Our service should provide the following features:
- Users can either enter a block of text or upload a text file and get a unique short URL.
- URLs should expire after a certain period of time if the expiration time is provided.
- Given a short URL user should be able to access the original content.
- The service should be REST API accessible.
- Users should be able to log in
- Users should be able to modify the content.
- It should provide analytics features i.e, how many times the URL is visited.
- Users should be able to make the content password protected.
The important thing to note is that the number of reading requests will be 100 times more than the number of paste(writing) requests.
Suppose, we are going to receive 100M(100 Million) new requests per month, with a 100:1 read/write ratio. So, the total number of reading requests:
100*100M = 10000M or 10B paste read request
and the total number of writing request in 10 years
100M*12(months/year)*10(years)= 12B write requests
Let the maximum size per paste be 1MB.
Amount of paste size per month =
100M*1MB = 100 TB paste/month
Amount of paste in an year =
100TB*12 = 1200TB or 1.2PB paste/year
Assume our service runs for 10 years, then total data accumulated =
1200TB * 10 years = 12 PB approx
Our service is going to be REST accessible. So, let’s starts by making REST accessible functions:
1. create_paste( api_key, content, expiration_date, visibility):
- api_key: A unique API key provided to each user, to protect from the spammers, access and resource control for user etc.

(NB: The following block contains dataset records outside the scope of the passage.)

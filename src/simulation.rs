use crate::arrival::{ArrivalRecord, ArrivalSource};
use crate::config::SimulationConfig;
use crate::error::{SimError, SimResult};
use crate::event::{EventKind, SimEvent};
use crate::geometry::{Approach, LaneRole, Layout};
use crate::pool::VehiclePool;
use crate::queue::{LaneQueue, LaneQueues};
use crate::router::TransitionRouter;
use crate::saturation::SaturationMonitor;
use crate::signal::{IntersectionController, PhaseChange};
use crate::snapshot::{Snapshot, VehicleView};
use crate::vehicle::following::CarFollowingModel;
use crate::vehicle::Vehicle;
use crate::VehicleId;

/// A simulation of a single signalised intersection.
///
/// All simulation state lives here, so independent simulations can run side by side.
#[derive(Clone, Debug)]
pub struct Simulation {
    /// The parameters of the simulation.
    config: SimulationConfig,
    /// The geometry of the intersection.
    layout: Layout,
    /// The vehicles being simulated.
    vehicles: VehiclePool,
    /// The controlled lane queues.
    queues: LaneQueues,
    /// The signal.
    controller: IntersectionController,
    /// The car following model.
    following: CarFollowingModel,
    /// Moves vehicles across the intersection.
    router: TransitionRouter,
    /// The lane saturation alerts.
    saturation: SaturationMonitor,
    /// Events not yet taken by [Self::take_events].
    events: Vec<SimEvent>,
    /// The current frame of simulation.
    frame: usize,
    /// The simulation time in s.
    time: f64,
}

impl Simulation {
    /// Creates a new, empty simulation.
    pub fn new(config: SimulationConfig) -> SimResult<Self> {
        config.validate()?;
        let layout = Layout::new(&config);
        let queues = LaneQueues::default();
        Ok(Self {
            vehicles: VehiclePool::new(
                config.capacity,
                config.lane_capacity,
                config.spacing(),
                config.cruise_speed,
            ),
            controller: IntersectionController::new(&config, &queues),
            following: CarFollowingModel::new(&config, &layout),
            router: TransitionRouter::new(&config),
            saturation: SaturationMonitor::new(&config),
            queues,
            layout,
            config,
            events: vec![],
            frame: 0,
            time: 0.0,
        })
    }

    /// Adds an arriving vehicle to the simulation.
    ///
    /// Only the controlled and free turn lanes accept arrivals. Fails if the record
    /// targets an incoming lane, or if the pool or the lane is full.
    pub fn arrive(&mut self, record: &ArrivalRecord) -> SimResult<VehicleId> {
        let (approach, role) = (record.approach, record.role);
        if !role.is_arrival() {
            return Err(SimError::MalformedArrival(record.to_string()));
        }

        self.check_saturation(approach, role);
        let id = self
            .vehicles
            .spawn(&self.layout, approach, role, record.plate.as_str())?;
        if role == LaneRole::Controlled {
            self.queues[approach].enqueue(id);
        }
        self.check_saturation(approach, role);
        Ok(id)
    }

    /// Takes arrivals from a source, up to the per-tick limit, and adds them to the
    /// simulation. Records that cannot be parsed or placed are dropped.
    /// Returns the number of vehicles added.
    pub fn ingest(&mut self, source: &mut dyn ArrivalSource) -> usize {
        let lines = match source.poll(self.config.max_arrivals_per_tick) {
            Ok(lines) => lines,
            Err(e) => {
                log::warn!("could not read arrivals: {}", e);
                return 0;
            }
        };
        let mut added = 0;
        for line in lines {
            match line.parse::<ArrivalRecord>().and_then(|record| self.arrive(&record)) {
                Ok(_) => added += 1,
                Err(e) => log::debug!("dropped arrival: {}", e),
            }
        }
        added
    }

    /// Advances the simulation by `dt` seconds.
    pub fn step(&mut self, dt: f64) {
        self.advance_signal(dt);
        self.following.step(&mut self.vehicles, &self.controller, dt);
        self.transition_vehicles();
        self.saturation.update(dt);
        self.frame += 1;
        self.time += dt;

        #[cfg(debug_assertions)]
        self.check_invariants();
    }

    /// Takes arrivals from a source and then advances the simulation by `dt` seconds.
    pub fn tick(&mut self, dt: f64, source: &mut dyn ArrivalSource) {
        self.ingest(source);
        self.step(dt);
    }

    /// Gets the parameters of the simulation.
    pub fn config(&self) -> &SimulationConfig {
        &self.config
    }

    /// Gets the geometry of the intersection.
    pub fn layout(&self) -> &Layout {
        &self.layout
    }

    /// Gets the current simulation frame index.
    pub fn frame(&self) -> usize {
        self.frame
    }

    /// Gets the simulation time in s.
    pub fn time(&self) -> f64 {
        self.time
    }

    /// Returns an iterator over all the vehicles in the simulation.
    pub fn iter_vehicles(&self) -> impl Iterator<Item = &Vehicle> {
        self.vehicles.iter()
    }

    /// Gets a reference to the vehicle with the given ID, if it still exists.
    pub fn get_vehicle(&self, vehicle_id: VehicleId) -> Option<&Vehicle> {
        self.vehicles.get(vehicle_id)
    }

    /// Counts the vehicles in a lane.
    pub fn count_in_lane(&self, approach: Approach, role: LaneRole) -> usize {
        self.vehicles.count_in_lane(approach, role)
    }

    /// Gets the controlled lane queue of an approach.
    pub fn queue(&self, approach: Approach) -> &LaneQueue {
        &self.queues[approach]
    }

    /// Gets the signal.
    pub fn controller(&self) -> &IntersectionController {
        &self.controller
    }

    /// Gets the lane saturation alerts.
    pub fn saturation(&self) -> &SaturationMonitor {
        &self.saturation
    }

    /// Takes the events that happened since the last call.
    pub fn take_events(&mut self) -> Vec<SimEvent> {
        std::mem::take(&mut self.events)
    }

    /// Gets a read-only picture of the simulation.
    pub fn snapshot(&self) -> Snapshot {
        Snapshot {
            time: self.time,
            vehicles: self
                .vehicles
                .iter()
                .map(|vehicle| VehicleView {
                    plate: vehicle.plate().to_owned(),
                    approach: vehicle.approach(),
                    role: vehicle.role(),
                    pos: vehicle.pos(),
                    position: self.layout.world_position(
                        vehicle.approach(),
                        vehicle.role(),
                        vehicle.pos(),
                    ),
                })
                .collect(),
            controller: self.controller.state(),
            alerts: self.saturation.active_alerts().collect(),
        }
    }

    /// Updates the signal and records what changed.
    fn advance_signal(&mut self, dt: f64) {
        for change in self.controller.advance(dt, &self.queues) {
            let kind = match change {
                PhaseChange::Rotated { from, to } => EventKind::ApproachChanged { from, to },
                PhaseChange::OverrideActivated { from, to } => {
                    if from != to {
                        self.record(EventKind::ApproachChanged { from, to });
                    }
                    EventKind::OverrideActivated { approach: to }
                }
                PhaseChange::OverrideReleased => EventKind::OverrideReleased {
                    approach: self.config.override_approach,
                },
            };
            self.record(kind);
        }
    }

    /// Moves vehicles across the intersection and removes those that have left.
    fn transition_vehicles(&mut self) {
        self.router.step(&mut self.vehicles, &mut self.queues, &self.layout);
        for vehicle in self.router.despawn_exited(&mut self.vehicles, &self.layout) {
            log::trace!("{} left by {:?}", vehicle.plate(), vehicle.approach());
        }
    }

    /// Raises a saturation alert for a lane if it is full enough.
    fn check_saturation(&mut self, approach: Approach, role: LaneRole) {
        let occupancy = self.vehicles.count_in_lane(approach, role);
        if self.saturation.check(approach, role, occupancy) {
            self.record(EventKind::SaturationAlert { approach, role });
        }
    }

    /// Logs an event and keeps it for [Self::take_events].
    fn record(&mut self, kind: EventKind) {
        match kind {
            EventKind::ApproachChanged { from, to } => {
                log::debug!("t={:.2} green {:?} -> {:?}", self.time, from, to)
            }
            EventKind::OverrideActivated { approach } => {
                log::info!("t={:.2} priority override on for {:?}", self.time, approach)
            }
            EventKind::OverrideReleased { approach } => {
                log::info!("t={:.2} priority override off for {:?}", self.time, approach)
            }
            EventKind::SaturationAlert { approach, role } => {
                log::warn!("t={:.2} {:?} {:?} saturated", self.time, approach, role)
            }
        }
        self.events.push(SimEvent {
            time: self.time,
            kind,
        });
    }

    /// Panics if the queues, the intersection box or vehicle spacing are inconsistent.
    #[cfg(debug_assertions)]
    fn check_invariants(&self) {
        use itertools::Itertools;

        for approach in Approach::ALL {
            self.queues[approach].check_order(&self.vehicles, approach);
        }
        if let Some(vehicle) = self
            .vehicles
            .iter()
            .find(|v| v.role().is_arrival() && self.layout.reached_footprint(v.pos()))
        {
            panic!("{} was left in the intersection at {}", vehicle.plate(), vehicle.pos());
        }
        let min_spacing = self.config.spacing() - 1e-6;
        let lanes = self
            .vehicles
            .iter()
            .map(|v| ((v.approach(), v.role()), v.pos()))
            .into_group_map();
        for ((approach, role), positions) in lanes {
            for (ahead, behind) in positions
                .into_iter()
                .sorted_by(|a, b| b.total_cmp(a))
                .tuple_windows()
            {
                assert!(
                    ahead - behind >= min_spacing,
                    "{:?} {:?} vehicles at {} and {} are too close",
                    approach,
                    role,
                    ahead,
                    behind
                );
            }
        }
    }
}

- content: The actual content the user wants to paste.
- expiration_date: The amount of time after which the content should be expired. Ex: week, month, year, never.
- Return Value: The short Url generated to access the content or an error code in case of the inappropriate parameter.
- short_url: The URL provided by create_paste method to access the content.
- Return Value: The original paste content or an invalid error code, if the URL is incorrect.
When a user makes a paste, we need to return a unique short URL. But now, how should this URL be created?🤔
The encoding can be Base36( characters allowed [a-z][0-9]) or Base62( characters allowed [A-Z][a-z][0-9]) or Base64(characters allowed [A-Z][a-z][0-9],’+’,’/’). Since all of the characters in Base64 are URL safe characters, we will choose Base64 as our encoding technique.
Using Base64 encoding if we choose the
URL with length 6, will give 64^6 = ~68.7 Billion URLs URL with length 7, will give 64^7 = ~5 Trillion URLs URL with length 8, will give 64^8 = ~281 Trillion URLs
We have already estimated that we would be storing 12B URLs, we can safely choose the short URL to be 7 characters long.
Now, to generate a unique short URL, we can calculate the MD5 hash of the paste content and user IP Address, which will produce a 128-bit hash value. Now when we encode the MD5 result to Base64 encoding the resultant string will be 22 characters long.
(MD5 result = 32character output = 32*4bit = 128 bit output. Base64 encoding will use 6 bit to represent each character, MD5 -> Base64 give (128/6) ~ 22 character output)
For choosing the short URL, first, we can choose the first 7 characters of the resulting Base64 encoding.
The issue with the above algorithm: The URL, generated using this method can be repeated(though changes are really slim 1/2^22 but still, in the worst case the repetition is there).
To overcome this problem we will use KGS or Key Generating Service.
The standalone Key Generation Service (KGS) will generate random seven-letter strings beforehand and stores them in a database. Whenever we want a short URL, we will just take one of the already-generated keys and use it. This approach will make things quite simple and fast. Not only are we not encoding the URL, but we won’t have to worry about duplications or collisions. KGS will make sure all the keys inserted into key-DB are unique
Since we are storing here actual text-based content(paste) and limit for each paste size is 1MB. As calculated above if service runs for 10 years, we will end up accumulating 12 PB of data, which is too much to be stored in a database.
Hence we will Object Storage service such as AWS S3.
So, the flow will be as follow: We will store the actual paste content in the S3 bucket and store the paste-path(URL) in the database.
Let’s see the data we need to store in the database:
- User ID: A unique user id or API key to make users globally distinguishable.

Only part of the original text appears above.